Clues of a new production were found during a raid on a Southwest Baltimore apartment that Ronnie Thomas - known on the street and in the video as "Skinny Suge" - apparently frequented before he was arrested on assault and robbery charges. Police declined to describe what they found.
Baltimore police and prosecutors say they face daily challenges of piercing a street culture that warns against cooperating with law enforcement, and often have trouble getting convictions in court. But city police were quick to note yesterday that two crime victims and a confidential informant were involved in helping police arrest the video star.
"The good people of Baltimore have always known ... that the only effective way to solve their crime problems is to work with the police," said Matt Jablow, a Police Department spokesman. "We have made tremendous progress in getting more people to cooperate with us. No question about it."

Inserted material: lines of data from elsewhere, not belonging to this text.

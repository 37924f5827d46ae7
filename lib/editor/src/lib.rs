//! Structural editing engine for flowcanvas workflows.
//!
//! This crate translates between a workflow definition and the node/edge graph
//! a canvas renders, and implements the edits the canvas offers:
//!
//! - **Registry**: per-type handles, input schemas and step factories
//!   (`ActionVariant`)
//! - **Projection**: workflow to `FlowGraph`, deterministic and side-effect free
//! - **Insertion**: splicing a new step into an existing connection
//! - **Deletion**: removing steps and reconnecting around them
//! - **Dropzones**: drag-to-insert hit-testing and the drag state machine
//! - **Session**: a working copy with load/save at the storage boundary

pub mod config;
pub mod delete;
pub mod dropzone;
pub mod error;
pub mod geometry;
pub mod handle;
pub mod input;
pub mod insert;
pub mod projection;
pub mod session;
pub mod toolbar;
pub mod variant;

pub use config::{EditorConfig, NodeConfig, ProbeConfig};
pub use delete::delete_actions;
pub use dropzone::{
    ActiveDrag, CanvasTransform, DragSession, Dropzone, PendingInsertion, Viewport,
    build_dropzones, dropzone_id, find_intersecting,
};
pub use error::{EditError, EditorError};
pub use geometry::{Point, Rect, Size};
pub use handle::{Handle, HandleRole, HandleSide};
pub use input::{InputSchema, InputType, Inputs};
pub use insert::{InsertionEngine, splice};
pub use projection::{FlowGraph, VisualEdge, VisualNode, edge_id, project};
pub use session::EditorSession;
pub use toolbar::ToolbarNode;
pub use variant::{ActionVariant, from_toolbar_node};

Thomas appears in the opening segments of the Stop Snitching DVD, advising "rats" and "snitches" that he hopes they catch "AIDS in your mouth." He also raps about his record label.
At one point, the DVD features National Basketball Association star and Baltimore native Carmelo Anthony, which helped distinguish it from a slew of urban, underground videos that have cropped up in recent years in cities across the country - and for sale on the Internet - that depict gangster life. The DVD also mentions by name two former Baltimore police officers - detectives William A. King and Antonio L. Murray - who are on trial on federal charges of stealing drugs and money from drug dealers.
The producer of the DVD, which is part of a series, has contended the film is a representation of the reality of street life. That producer, Rodney Bethea, could not be reached for comment yesterday.
In response to Stop Snitching, the Baltimore Police Department produced its own DVD, called Keep Talking, and law enforcement officials and political leaders have pushed for tougher witness-intimidation laws.
Margaret T. Burns, a spokeswoman for the city state's attorney's office, said that witness intimidation is a serious problem in Baltimore.
"We continue to see an escalation in the number of witnesses intimidated or threatened," Burns said. She said the problem is twofold. Prosecutors are dealing with cases in which victims and families prefer to handle disputes on the streets, rather than in the courts. And victims and witnesses who may be willing to cooperate ultimately refuse because the state's system of protecting witnesses is not as strong as the federal system, she said.
"There are people who are willing to cooperate if the state could provide an actual protection model," Burns said.
Thomas was arrested in the 3600 block of S. Hanover St. on warrants charging him with assault and robbery in two February incidents, according to internal police records and charging documents.
While executing a search-and-seizure warrant at his girlfriend's Southwest Baltimore apartment, police said, they found evidence that a sequel to the video was in production, police documents show.
Members of the Regional Warrant Apprehension Task Force arrested Thomas, 30 - who is said to have professed to being a member of the violent Bloods gang, according to police documents - late Sunday with the help of a confidential informant.
"He has that carefree attitude, like he's untouchable, and some people don't put up with that," said Detective John D. Giganti, a Baltimore police member of the task force involved in Thomas' arrest. "I don't know how else to say it," Giganti added. "We need more [informants and witnesses]. People need to realize [that] if they stand up, crime will go way down."
Police had been seeking Thomas since February. An attorney who has represented Thomas did not return a phone message yesterday.
Police charge that Thomas argued with a woman who worked at a store in Mondawmin Mall and beat her. The woman suffered a chipped tooth, a black eye, a cut lip and a broken nose, police charging documents show.
The woman, who no longer works at the store, told police that she knew the man's nickname was "Skinny Suge" and that he had appeared in the Stop Snitching DVD, the charging documents state.
In the second incident, police said that a woman told them that Thomas had robbed her Feb. 18, and she pressed charges against him. A warrant for Thomas' arrest was issued several days later, according to internal police documents.
Thomas was arrested after a confidential informant - a "snitch" in street parlance - tipped off police that he was in South Baltimore on Sunday night. Thomas was also charged with violating probation in connection with another charge. He has several convictions that stem from charges that include drugs and handgun possession, assault and theft, court records show.
Last night, Thomas was being held on $30,000 bail at Central Booking and Intake Center pending a bail review today, according to Burns.
Sun reporter Matthew Dolan contributed to this article.